#75 OT · Free Agent
Height
6'4"
Weight
302 lbs
Age
28
College
Kansas
Draft
2020, Rd 6, #180
Experience
6 yrs
Grade this player:
Length
1 year
Total Value
$1.2M
AAV
$1.2M/yr
The Hakeem Adeniji signing represents a fair-value depth move that checks out at C-level CVI, reflecting exactly what you'd expect to pay for a serviceable backup tackle in today's market. At $1.2M AAV, this falls squarely into replacement-level territory for an offensive lineman who's shown he can fill in when needed but lacks the consistency to be counted on as a long-term starter. The one-year structure is smart risk management — it gives a team affordable insurance without committing significant resources to a player whose ceiling appears firmly established as a rotational contributor. Adeniji's career arc suggests he's found his NFL niche as organizational depth, and this contract reflects that reality without overpaying for upside that likely doesn't exist. For any team needing tackle depth without breaking the bank, this C-grade CVI deal delivers exactly what's advertised — nothing spectacular, but adequate value for a known commodity who can step in during injury situations.
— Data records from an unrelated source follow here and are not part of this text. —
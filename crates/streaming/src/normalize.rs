//! Raw record → canonical `Spot` conversion.
//!
//! Both the viewport fetch path and the live channel feed records through
//! here, so both sources produce identical shapes. Field precedence is fixed:
//! camelCase spellings win over snake_case ones whenever both are present.

use serde_json::{Map, Value};

use crate::spot::{Spot, SpotId, SpotStatus};

pub(crate) const ID_KEYS: [&str; 3] = ["id", "spotId", "spot_id"];
const LAT_KEYS: [&str; 2] = ["latitude", "lat"];
const LNG_KEYS: [&str; 3] = ["longitude", "lng", "lon"];
pub(crate) const PRICE_KEYS: [&str; 2] = ["pricePerHour", "price_per_hour"];
pub(crate) const UPDATED_KEYS: [&str; 4] =
    ["lastUpdated", "last_updated", "updatedAt", "timestamp"];
const ENVELOPE_KEYS: [&str; 2] = ["spot", "payload"];
const MAX_ENVELOPE_DEPTH: usize = 4;

/// Convert any JSON value into a `Spot`. Never fails: absent or mistyped
/// fields fall back to defaults (`id` 0, coordinates 0.0, status
/// `Available`, no price).
pub fn normalize(raw: &Value) -> Spot {
    let Some(obj) = unwrap_envelope(raw).as_object() else {
        return blank(0);
    };

    let mut spot = blank(record_id(obj).unwrap_or(0));
    spot.latitude = field(obj, &LAT_KEYS).and_then(coerce_f64).unwrap_or(0.0);
    spot.longitude = field(obj, &LNG_KEYS).and_then(coerce_f64).unwrap_or(0.0);
    spot.location = field(obj, &["location"])
        .and_then(coerce_string)
        .unwrap_or_default();
    spot.status = field(obj, &["status"])
        .and_then(Value::as_str)
        .and_then(SpotStatus::parse)
        .unwrap_or_default();
    spot.price_per_hour = field(obj, &PRICE_KEYS)
        .and_then(coerce_f64)
        .filter(|p| *p >= 0.0);
    spot.last_updated = field(obj, &UPDATED_KEYS).and_then(coerce_string);
    spot.city = field(obj, &["city"]).and_then(coerce_string);
    spot.area = field(obj, &["area"]).and_then(coerce_string);
    spot
}

/// Checked variant for list endpoints: `None` when the record has no usable
/// id or lacks either coordinate.
pub fn normalize_record(raw: &Value) -> Option<Spot> {
    let obj = unwrap_envelope(raw).as_object()?;
    record_id(obj)?;
    if !object_has_geometry(obj) {
        return None;
    }
    Some(normalize(raw))
}

/// Whether a raw record carries both coordinates.
pub fn has_geometry(raw: &Value) -> bool {
    unwrap_envelope(raw)
        .as_object()
        .is_some_and(object_has_geometry)
}

/// Strip `{spot: {...}}` / `{payload: {...}}` wrappers around a record.
pub(crate) fn unwrap_envelope(raw: &Value) -> &Value {
    let mut current = raw;
    for _ in 0..MAX_ENVELOPE_DEPTH {
        let Some(obj) = current.as_object() else {
            break;
        };
        if ID_KEYS.iter().any(|k| obj.contains_key(*k)) {
            break;
        }
        match ENVELOPE_KEYS
            .iter()
            .filter_map(|k| obj.get(*k))
            .find(|v| v.is_object())
        {
            Some(inner) => current = inner,
            None => break,
        }
    }
    current
}

pub(crate) fn record_id(obj: &Map<String, Value>) -> Option<SpotId> {
    field(obj, &ID_KEYS).and_then(coerce_id)
}

/// First present, non-null value among `keys`, in order.
pub(crate) fn field<'a>(obj: &'a Map<String, Value>, keys: &[&str]) -> Option<&'a Value> {
    keys.iter()
        .filter_map(|k| obj.get(*k))
        .find(|v| !v.is_null())
}

pub(crate) fn coerce_id(v: &Value) -> Option<SpotId> {
    const MAX_EXACT: f64 = 9_007_199_254_740_992.0; // 2^53
    match v {
        Value::Number(n) => n.as_i64().or_else(|| {
            n.as_f64()
                .filter(|f| f.fract() == 0.0 && f.abs() <= MAX_EXACT)
                .map(|f| f as i64)
        }),
        Value::String(s) => {
            let s = s.trim();
            s.parse::<i64>().ok().or_else(|| {
                s.parse::<f64>()
                    .ok()
                    .filter(|f| f.is_finite() && f.fract() == 0.0 && f.abs() <= MAX_EXACT)
                    .map(|f| f as i64)
            })
        }
        _ => None,
    }
}

pub(crate) fn coerce_f64(v: &Value) -> Option<f64> {
    match v {
        Value::Number(n) => n.as_f64(),
        Value::String(s) => s.trim().parse::<f64>().ok(),
        _ => None,
    }
    .filter(|f| f.is_finite())
}

pub(crate) fn coerce_string(v: &Value) -> Option<String> {
    match v {
        Value::String(s) => Some(s.clone()),
        Value::Number(n) => Some(n.to_string()),
        Value::Bool(b) => Some(b.to_string()),
        _ => None,
    }
}

fn object_has_geometry(obj: &Map<String, Value>) -> bool {
    field(obj, &LAT_KEYS).and_then(coerce_f64).is_some()
        && field(obj, &LNG_KEYS).and_then(coerce_f64).is_some()
}

fn blank(id: SpotId) -> Spot {
    Spot {
        id,
        latitude: 0.0,
        longitude: 0.0,
        location: String::new(),
        status: SpotStatus::default(),
        price_per_hour: None,
        last_updated: None,
        city: None,
        area: None,
    }
}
Hakeem Adeniji grades out as a replacement-level offensive tackle at this stage of his career, a verdict that aligns squarely with where the market currently values him as an unsigned free agent heading into the 2026 season. The most honest thing the data tells you is that Adeniji logged 12 games last season, which is the production floor of a backup and rotational piece rather than a reliable starter — useful depth, but not a building block. At 28 years old with six years of NFL experience, he carries the institutional knowledge of a veteran without the statistical profile to command a meaningful starting role, and his $1.2M salary reflects exactly that ceiling. His Contract Value Index (CVI) has held steady at a C over the last 30 days, which is fitting — the contract is what you'd expect for a journeyman, neither a bargain nor an overpay, just a placeholder on a depth chart. The media framing around Adeniji is best described as indifferent, and that indifference is earned: he's a sixth-round 2020 draftee who has carved out a professional career through reliability rather than star power, and there's no documented injury concern or controversy dragging his perception down. What he offers in 2026 is positional familiarity and veteran presence at tackle, which has genuine value in the right situation — but the F performance grade is a reflection of the fact that there simply isn't enough on-field production at a starter's level to evaluate him as anything more than solid roster filler.